The messaging app, owned by Facebook (FB), currently allows users to forward messages simultaneously to as many people and groups as they want.
"Today, we're launching a test to limit forwarding that will apply to everyone using WhatsApp," the company said in a blog post late Thursday.
"In India — where people forward more messages, photos, and videos than any other country in the world — we'll also test a lower limit of 5 chats at once and we'll remove the quick forward button next to media messages," it said.
WhatsApp did not say what restrictions would apply outside India, but a source familiar with the situation told CNNMoney users would be limited to forwarding messages to 20 chats.
This is the third major attempt by the company in three weeks to stop fake rumors from spreading on its platform. It has rolled out a feature globally that will label messages that are forwarded rather than composed by the sender. Last week, it began publishing full-page ads in Indian newspapers with tips for identifying fake news.
It also recently added a feature allowing group administrators to control who can post messages.
More than a dozen people — all accused of child abduction based on rumors spread on WhatsApp — have been killed in a series of lynchings across the country over the past two months.
The latest attack last week, in which one man was killed and three others were seriously injured, prompted the government to send its second warning to WhatsApp in less than a month.
The company is not doing enough to combat the "rampant circulation of irresponsible messages in large volumes," India's technology ministry said in a statement released Friday.
"There is a need for bringing in traceability and accountability when a provocative [or] inflammatory message is detected and a request is made by law enforcement agencies," it added. "When rumors and fake news get propagated ... the medium used for such propagation cannot evade responsibility."
Facebook has been struggling for months to deal with questions about the kind of content it allows on its website and other platforms. CEO Mark Zuckerberg had to issue a clarification this week after outrage over his comment that Facebook doesn't need to remove posts by some Holocaust deniers.
WhatsApp's latest experiment may do little to halt the spread of inflammatory rumors in India.

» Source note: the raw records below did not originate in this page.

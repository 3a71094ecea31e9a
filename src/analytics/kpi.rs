use crate::analytics::group::group_by_strategy;
use crate::analytics::series::KpiRow;
use crate::record::Record;

/// Annualization factor: trading days per year.
const TRADING_DAYS: f64 = 252.0;

/// Per-strategy summary statistics, formatted for the KPI cards.
///
/// Volatility is the population standard deviation (divide by count,
/// not count - 1) and "max drawdown" is the single worst periodic
/// return in percent, not a peak-to-trough depth.
pub fn strategy_kpis(records: &[Record]) -> Vec<KpiRow> {
    group_by_strategy(records)
        .iter()
        .map(|group| {
            let returns: Vec<f64> = group.rows.iter().map(|r| r.ret).collect();
            kpi_row(&group.name, &returns)
        })
        .collect()
}

/// Summary row over one group's returns. Denominators are guarded to 1
/// so an empty slice formats as zeros instead of dividing by zero.
fn kpi_row(strategy: &str, returns: &[f64]) -> KpiRow {
    let denom = returns.len().max(1) as f64;
    let mean = returns.iter().sum::<f64>() / denom;
    let variance = returns.iter().map(|r| (r - mean) * (r - mean)).sum::<f64>() / denom;
    let vol = variance.sqrt();

    let worst = returns.iter().copied().fold(f64::INFINITY, f64::min);
    let worst = if worst.is_finite() { worst } else { 0.0 };

    KpiRow {
        strategy: strategy.to_string(),
        cagr: format!("{:.2}", mean * TRADING_DAYS),
        vol: format!("{:.2}", vol * TRADING_DAYS.sqrt()),
        max_drawdown: format!("{:.2}", worst * 100.0),
    }
}

#[cfg(test)]
mod tests {
    use super::*;
    use chrono::NaiveDate;

    fn rec(day: u32, strategy: &str, ret: f64) -> Record {
        Record {
            date: NaiveDate::from_ymd_opt(2023, 1, day).unwrap(),
            strategy: strategy.to_string(),
            ret,
            beta: 0.0,
            correlation: 0.0,
            equity: 100.0,
        }
    }

    #[test]
    fn test_known_values() {
        let rows = strategy_kpis(&[rec(2, "Dynamic", 0.01), rec(3, "Dynamic", 0.03)]);
        assert_eq!(rows.len(), 1);
        // mean 0.02 * 252 = 5.04
        assert_eq!(rows[0].cagr, "5.04");
        // population std 0.01 * sqrt(252) = 0.1587... -> "0.16"
        assert_eq!(rows[0].vol, "0.16");
        // worst return 0.01 * 100
        assert_eq!(rows[0].max_drawdown, "1.00");
    }

    #[test]
    fn test_worst_return_is_the_minimum() {
        let rows = strategy_kpis(&[
            rec(2, "A", 0.05),
            rec(3, "A", -0.02),
            rec(4, "A", 0.01),
        ]);
        assert_eq!(rows[0].max_drawdown, "-2.00");
    }

    #[test]
    fn test_empty_group_formats_as_zeros() {
        let row = kpi_row("Dynamic", &[]);
        assert_eq!(row.cagr, "0.00");
        assert_eq!(row.vol, "0.00");
        assert_eq!(row.max_drawdown, "0.00");
    }

    #[test]
    fn test_one_row_per_group_in_first_seen_order() {
        let rows = strategy_kpis(&[
            rec(2, "Dynamic", 0.01),
            rec(3, "Static", 0.02),
            rec(4, "Dynamic", 0.03),
        ]);
        let names: Vec<&str> = rows.iter().map(|r| r.strategy.as_str()).collect();
        assert_eq!(names, vec!["Dynamic", "Static"]);
    }
}
use crate::record::Record;

/// Records sharing one strategy label, in their original relative order.
#[derive(Debug, Clone)]
pub struct StrategyGroup {
    pub name: String,
    pub rows: Vec<Record>,
}

/// Partition records by strategy label.
///
/// Keys keep first-seen order (a group's position doubles as its palette
/// index) and rows keep their relative input order. No filtering, no
/// deduplication. Group counts stay small, so the lookup is a linear scan.
pub fn group_by_strategy(records: &[Record]) -> Vec<StrategyGroup> {
    let mut groups: Vec<StrategyGroup> = Vec::new();
    for record in records {
        match groups.iter_mut().find(|g| g.name == record.strategy) {
            Some(group) => group.rows.push(record.clone()),
            None => groups.push(StrategyGroup {
                name: record.strategy.clone(),
                rows: vec![record.clone()],
            }),
        }
    }
    groups
}

/// Clone and sort ascending by date. The sort is stable: records on the
/// same date keep their relative input order.
pub fn sorted_by_date(rows: &[Record]) -> Vec<Record> {
    let mut sorted = rows.to_vec();
    sorted.sort_by_key(|r| r.date);
    sorted
}

#[cfg(test)]
mod tests {
    use super::*;
    use chrono::NaiveDate;

    fn rec(day: u32, strategy: &str, ret: f64) -> Record {
        Record {
            date: NaiveDate::from_ymd_opt(2023, 1, day).unwrap(),
            strategy: strategy.to_string(),
            ret,
            beta: 0.0,
            correlation: 0.0,
            equity: 100.0,
        }
    }

    #[test]
    fn test_first_seen_key_order() {
        let records = vec![
            rec(2, "Dynamic", 0.01),
            rec(3, "Static", 0.02),
            rec(4, "Dynamic", 0.03),
            rec(5, "Unhedged", 0.04),
        ];
        let groups = group_by_strategy(&records);
        let names: Vec<&str> = groups.iter().map(|g| g.name.as_str()).collect();
        assert_eq!(names, vec!["Dynamic", "Static", "Unhedged"]);
    }

    #[test]
    fn test_groups_preserve_relative_order() {
        let records = vec![
            rec(2, "A", 0.1),
            rec(3, "B", 0.2),
            rec(4, "A", 0.3),
            rec(5, "B", 0.4),
            rec(6, "A", 0.5),
        ];
        let groups = group_by_strategy(&records);
        let a: Vec<f64> = groups[0].rows.iter().map(|r| r.ret).collect();
        let b: Vec<f64> = groups[1].rows.iter().map(|r| r.ret).collect();
        assert_eq!(a, vec![0.1, 0.3, 0.5]);
        assert_eq!(b, vec![0.2, 0.4]);

        // Concatenating all groups reproduces exactly the input records
        let total: usize = groups.iter().map(|g| g.rows.len()).sum();
        assert_eq!(total, records.len());
    }

    #[test]
    fn test_empty_input_no_groups() {
        assert!(group_by_strategy(&[]).is_empty());
    }

    #[test]
    fn test_sort_is_stable_on_date_ties() {
        let mut tie_a = rec(2, "A", 0.1);
        let mut tie_b = rec(2, "A", 0.2);
        tie_a.beta = 1.0;
        tie_b.beta = 2.0;
        let sorted = sorted_by_date(&[rec(9, "A", 0.9), tie_a, tie_b]);
        assert_eq!(sorted[0].beta, 1.0);
        assert_eq!(sorted[1].beta, 2.0);
        assert_eq!(sorted[2].ret, 0.9);
    }
}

The app allows up to 256 people to be part of a single group chat, which means one message forwarded in India could still reach 1,280 people at the same time.
India is WhatsApp's biggest market worldwide, with more than 200 million users, and the company has been expanding its efforts to combat the spread of misinformation in the country.
It is working with Indian researchers and authorities to help curb the spread of hoaxes ahead of the country's 2019 election in which Prime Minister Narendra Modi will seek a second term in office.
"WhatsApp recently engaged with the Election Commission and political organizers in India to discuss best practices for using WhatsApp — as well as how to prevent misuse ahead of the election next year," a company spokesperson told CNNMoney on Friday.
"WhatsApp was built for personal and small group conversations and we've always taken a strong stand against spam of any kind."